Lucia's having an erotic flashback in the shower— she’s fucking Dirk the Lifeguard in the sea during high tide, it’s pleasing, the fine granules of sand grade on her body as he rubs against her. 


It’s a flashback, what you desire but isn't— she knows Dirk’s a slut, everyone in town knows.


This town is boring you to tears

Nothing in the world ever happens here

It’s all right hey lawdy mama, it’s all right

Don’t you know you gotta help

Nothing ever happens by itself

Hey lawdy mama


                          Steppenwolf, Live Steppenwolf 


Maxine— How about a rum coco? 

Shannon— No, no, I want some cold water. If I start drinking rum cocos now I won't stop drinking rum cocos. (The bus horn is heard blowing from below)

Maxine— Why doesn’t your busload of women come on up here instead of blowing that bus horn down there? 

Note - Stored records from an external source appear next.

use std::fmt;

use vole_core::{contiguous_strides, DType, Device, Tensor};

// Graph — Typed SSA dataflow region of tensor operations
//
// The graph is the contract between the upstream fuser (which decides what
// is worth compiling together) and the kernel (which compiles it). Values
// are typed; tensor types may be complete (concrete sizes, strides, dtype),
// symbolic (shape symbols with static rank), or bare. Nodes are kept in
// topological order by construction.

/// Index of a value in its graph.
#[derive(Debug, Clone, Copy, PartialEq, Eq, Hash, PartialOrd, Ord)]
pub struct ValueId(pub usize);

/// Index of a node in its graph.
#[derive(Debug, Clone, Copy, PartialEq, Eq, Hash)]
pub struct NodeId(pub usize);

/// One dimension of a symbolic shape: either a concrete extent or an opaque
/// negative identifier bound to an integer graph input at call time.
#[derive(Debug, Clone, Copy, PartialEq, Eq, Hash)]
pub enum ShapeSym {
    Static(i64),
    /// Negative identifier of an unknown dimension.
    Dynamic(i64),
}

impl ShapeSym {
    pub fn is_static(&self) -> bool {
        matches!(self, ShapeSym::Static(_))
    }

    /// The concrete extent of a static symbol.
    pub fn static_size(&self) -> Option<i64> {
        match self {
            ShapeSym::Static(n) => Some(*n),
            ShapeSym::Dynamic(_) => None,
        }
    }

    /// The identifier of a dynamic symbol.
    pub fn sym_id(&self) -> Option<i64> {
        match self {
            ShapeSym::Static(_) => None,
            ShapeSym::Dynamic(id) => Some(*id),
        }
    }
}

/// Type information for a tensor-kinded value.
///
/// `symbolic_sizes` is the ordered sequence of shape symbols; `sizes` and
/// `strides` are the concrete layout when profiled. A tensor type is
/// *complete* when sizes, strides, and dtype are all present.
#[derive(Debug, Clone, Default, PartialEq)]
pub struct TensorType {
    pub symbolic_sizes: Option<Vec<ShapeSym>>,
    pub sizes: Option<Vec<i64>>,
    pub strides: Option<Vec<i64>>,
    pub dtype: Option<DType>,
    pub device: Option<Device>,
}

impl TensorType {
    /// Fully-concrete tensor type with default contiguous strides.
    pub fn complete(sizes: Vec<i64>, dtype: DType, device: Device) -> TensorType {
        let strides = contiguous_strides(&sizes);
        TensorType::complete_strided(sizes, strides, dtype, device)
    }

    /// Fully-concrete tensor type with explicit strides.
    pub fn complete_strided(
        sizes: Vec<i64>,
        strides: Vec<i64>,
        dtype: DType,
        device: Device,
    ) -> TensorType {
        let symbolic = sizes.iter().map(|&s| ShapeSym::Static(s)).collect();
        TensorType {
            symbolic_sizes: Some(symbolic),
            sizes: Some(sizes),
            strides: Some(strides),
            dtype: Some(dtype),
            device: Some(device),
        }
    }

    /// Symbolic tensor type: known rank, possibly-dynamic extents, no
    /// concrete layout.
    pub fn symbolic(symbols: Vec<ShapeSym>, dtype: DType, device: Device) -> TensorType {
        TensorType {
            symbolic_sizes: Some(symbols),
            sizes: None,
            strides: None,
            dtype: Some(dtype),
            device: Some(device),
        }
    }

    /// Whether sizes, strides, and dtype are all concretely known.
    pub fn is_complete(&self) -> bool {
        self.sizes.is_some() && self.strides.is_some() && self.dtype.is_some()
    }

    /// Whether the concrete strides equal the default contiguous strides.
    /// False when the layout is not concretely known.
    pub fn is_contiguous(&self) -> bool {
        match (&self.sizes, &self.strides) {
            (Some(sizes), Some(strides)) => *strides == contiguous_strides(sizes),
            _ => false,
        }
    }
}

/// The type of an SSA value.
#[derive(Debug, Clone, PartialEq)]
pub enum ValueType {
    Tensor(TensorType),
    Float,
    Int,
    Bool,
    NoneType,
    /// Produced only by `ListConstruct` nodes; element types are the
    /// elements' own.
    List,
}

impl ValueType {
    pub fn as_tensor(&self) -> Option<&TensorType> {
        match self {
            ValueType::Tensor(tt) => Some(tt),
            _ => None,
        }
    }

    pub fn kind_name(&self) -> &'static str {
        match self {
            ValueType::Tensor(_) => "Tensor",
            ValueType::Float => "Float",
            ValueType::Int => "Int",
            ValueType::Bool => "Bool",
            ValueType::NoneType => "None",
            ValueType::List => "List",
        }
    }
}

/// Payload of a `Constant` node.
#[derive(Debug, Clone, PartialEq)]
pub enum ConstantValue {
    Tensor(Tensor),
    Double(f64),
    Int(i64),
    Bool(bool),
    IntList(Vec<i64>),
    DoubleList(Vec<f64>),
    None,
    /// An opaque custom-class payload; only backends that know the class can
    /// resolve it. The string is the class name.
    Custom(String),
}

/// Operator kind of a node.
///
/// The set is the operator surface the standard lowering library covers,
/// plus the structural kinds (`Constant`, `ListConstruct`, `ConstantChunk`)
/// the kernel handles itself.
#[derive(Debug, Clone, PartialEq)]
pub enum OpKind {
    Constant(ConstantValue),
    ListConstruct,
    /// Split the input into `chunks` equal pieces along `dim`; one output
    /// per piece.
    ConstantChunk { dim: i64, chunks: i64 },

    // Pointwise binary.
    Add,
    Sub,
    Mul,
    Div,

    // Pointwise unary.
    Neg,
    Abs,
    Exp,
    Log,
    Sqrt,
    Relu,
    Sigmoid,
    Tanh,

    /// Dtype conversion; the target dtype is the output value's dtype.
    To,
    /// Full reduction to a 0-dim tensor.
    Sum,
    /// 2-D convolution: (input, weight, bias-or-none, stride, padding,
    /// dilation, groups).
    Conv2d,
    /// Affine quantization: (input, scale, zero_point, dtype).
    QuantizePerTensor,
    /// Concatenate a tensor list along a dimension: (list, dim).
    Cat,
    /// Tensor of the input's shape filled with uniform random values.
    RandLike,
    /// 2-D matrix product. Recognized by the fusability preflight; lowering
    /// is left to custom registries.
    Matmul,
}

impl OpKind {
    /// Stable operator name, the key of the custom lowering registry.
    pub fn name(&self) -> &'static str {
        match self {
            OpKind::Constant(_) => "constant",
            OpKind::ListConstruct => "list_construct",
            OpKind::ConstantChunk { .. } => "constant_chunk",
            OpKind::Add => "add",
            OpKind::Sub => "sub",
            OpKind::Mul => "mul",
            OpKind::Div => "div",
            OpKind::Neg => "neg",
            OpKind::Abs => "abs",
            OpKind::Exp => "exp",
            OpKind::Log => "log",
            OpKind::Sqrt => "sqrt",
            OpKind::Relu => "relu",
            OpKind::Sigmoid => "sigmoid",
            OpKind::Tanh => "tanh",
            OpKind::To => "to",
            OpKind::Sum => "sum",
            OpKind::Conv2d => "conv2d",
            OpKind::QuantizePerTensor => "quantize_per_tensor",
            OpKind::Cat => "cat",
            OpKind::RandLike => "rand_like",
            OpKind::Matmul => "matmul",
        }
    }

    /// The operator's schema string, the key of the standard lowering
    /// registry. Structural kinds have no schema.
    pub fn schema(&self) -> Option<&'static str> {
        match self {
            OpKind::Constant(_) | OpKind::ListConstruct => None,
            OpKind::ConstantChunk { .. } => {
                Some("constant_chunk(Tensor self, int offset, int dim, int chunks) -> Tensor[]")
            }
            OpKind::Add => Some("add(Tensor self, Tensor other) -> Tensor"),
            OpKind::Sub => Some("sub(Tensor self, Tensor other) -> Tensor"),
            OpKind::Mul => Some("mul(Tensor self, Tensor other) -> Tensor"),
            OpKind::Div => Some("div(Tensor self, Tensor other) -> Tensor"),
            OpKind::Neg => Some("neg(Tensor self) -> Tensor"),
            OpKind::Abs => Some("abs(Tensor self) -> Tensor"),
            OpKind::Exp => Some("exp(Tensor self) -> Tensor"),
            OpKind::Log => Some("log(Tensor self) -> Tensor"),
            OpKind::Sqrt => Some("sqrt(Tensor self) -> Tensor"),
            OpKind::Relu => Some("relu(Tensor self) -> Tensor"),
            OpKind::Sigmoid => Some("sigmoid(Tensor self) -> Tensor"),
            OpKind::Tanh => Some("tanh(Tensor self) -> Tensor"),
            OpKind::To => Some("to(Tensor self, ScalarType dtype) -> Tensor"),
            OpKind::Sum => Some("sum(Tensor self) -> Tensor"),
            OpKind::Conv2d => Some(
                "conv2d(Tensor input, Tensor weight, Tensor? bias, int[2] stride, \
                 int[2] padding, int[2] dilation, int groups) -> Tensor",
            ),
            OpKind::QuantizePerTensor => Some(
                "quantize_per_tensor(Tensor self, float scale, int zero_point, \
                 ScalarType dtype) -> Tensor",
            ),
            OpKind::Cat => Some("cat(Tensor[] tensors, int dim) -> Tensor"),
            OpKind::RandLike => Some("rand_like(Tensor self) -> Tensor"),
            OpKind::Matmul => Some("matmul(Tensor self, Tensor other) -> Tensor"),
        }
    }
}

impl fmt::Display for OpKind {
    fn fmt(&self, f: &mut fmt::Formatter<'_>) -> fmt::Result {
        write!(f, "{}", self.name())
    }
}

/// One operation in the graph.
#[derive(Debug, Clone)]
pub struct Node {
    pub kind: OpKind,
    pub inputs: Vec<ValueId>,
    pub outputs: Vec<ValueId>,
}

impl Node {
    /// The constant payload, when this is a `Constant` node.
    pub fn constant_value(&self) -> Option<&ConstantValue> {
        match &self.kind {
            OpKind::Constant(v) => Some(v),
            _ => None,
        }
    }
}

/// One SSA value.
#[derive(Debug, Clone)]
pub struct Value {
    /// Debug name; the input binder sanitizes these into identifiers.
    pub name: String,
    pub ty: ValueType,
    /// The node producing this value and the output slot within it, if any
    /// (graph inputs have no producer).
    pub producer: Option<(NodeId, usize)>,
}

/// A dataflow subgraph of tensor operations, nodes in topological order.
#[derive(Debug, Clone, Default)]
pub struct Graph {
    pub(crate) values: Vec<Value>,
    pub(crate) nodes: Vec<Node>,
    pub(crate) inputs: Vec<ValueId>,
    pub(crate) outputs: Vec<ValueId>,
}

impl Graph {
    pub fn value(&self, id: ValueId) -> &Value {
        &self.values[id.0]
    }

    pub fn node(&self, id: NodeId) -> &Node {
        &self.nodes[id.0]
    }

    pub fn inputs(&self) -> &[ValueId] {
        &self.inputs
    }

    pub fn outputs(&self) -> &[ValueId] {
        &self.outputs
    }

    pub fn nodes(&self) -> impl Iterator<Item = (NodeId, &Node)> {
        self.nodes.iter().enumerate().map(|(i, n)| (NodeId(i), n))
    }

    pub fn num_values(&self) -> usize {
        self.values.len()
    }

    /// The node producing `id`, if it is not a graph input.
    pub fn producer(&self, id: ValueId) -> Option<&Node> {
        self.value(id).producer.map(|(nid, _)| self.node(nid))
    }

    /// The output slot of `id` within its producing node (0 for inputs).
    pub fn output_offset(&self, id: ValueId) -> usize {
        self.value(id).producer.map(|(_, off)| off).unwrap_or(0)
    }

    /// Whether any node consumes `id` or it is a graph output.
    pub fn has_uses(&self, id: ValueId) -> bool {
        self.outputs.contains(&id) || self.nodes.iter().any(|n| n.inputs.contains(&id))
    }

    /// The tensor type of `id`, failing the caller-friendly way when the
    /// value is not tensor-kinded.
    pub fn tensor_type(&self, id: ValueId) -> Option<&TensorType> {
        self.value(id).ty.as_tensor()
    }

    /// Whether `id` is a complete, default-contiguous tensor.
    pub fn is_contiguous(&self, id: ValueId) -> bool {
        self.tensor_type(id)
            .map(|tt| tt.is_complete() && tt.is_contiguous())
            .unwrap_or(false)
    }
}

Shannon— Let em blow it, blow it (Bus horn blows again, he sways a little) HANK! HANK! GET THEM OUT OF THE BUS AND BRING EM UP HERE, TELL EM THE RATES ARE OK.

Are they getting out of the bus or staying in it, the stingy daughters of bitches, school teachers at a Baptist female college in Blowing  Rock, Texas.

Maxine— here they come, a football squad of old maids.

Shannon—Yeah, and I’m the football.


                 a segment from Act I         

                 of The night of the Iguana            

                 Tennessee Williams


I was going to write a mini-bio on Tennessee but didn't. If you’re interested, read The Tennessee William's Sugar Bowl, here, on this blog.


Last night, in a dream, I met a girl, a grad student in Seattle on the banks of Lake Washington.


The two of us were queuing at an ATM machine—wrapped in a black cape she crouches and a sagging tit tumbles into my hand, then we're groping.  


In no time we’re transported, riding on a mist of air to the entrance of her room on the bank of Elliot Bay, an odd structure, open in the front and covered with strips of thick plastic.


Things feel witchy, I walk a patch of grass to hang my overcoat on a tree branch, and three deadheads show. I disappear into the mist I rode in on, feeling horny.


In bed at my Key West house, half-awake, half-asleep, I roll over and fuck Lucia— one of those fucks you love, a superlunary fuck, neither here nor there. 


The same morning over Jack and coffee in the kitchen she asks, 


did you fuck me this morning Querido?


Yes, I fucked you thinking it was a girl in Seattle.


Was she a good fuck? 


Yes, of course, dream fucks are the best.


Better than me Henry? 


Baby, no one is better than you, you’re my Latino sex-machine.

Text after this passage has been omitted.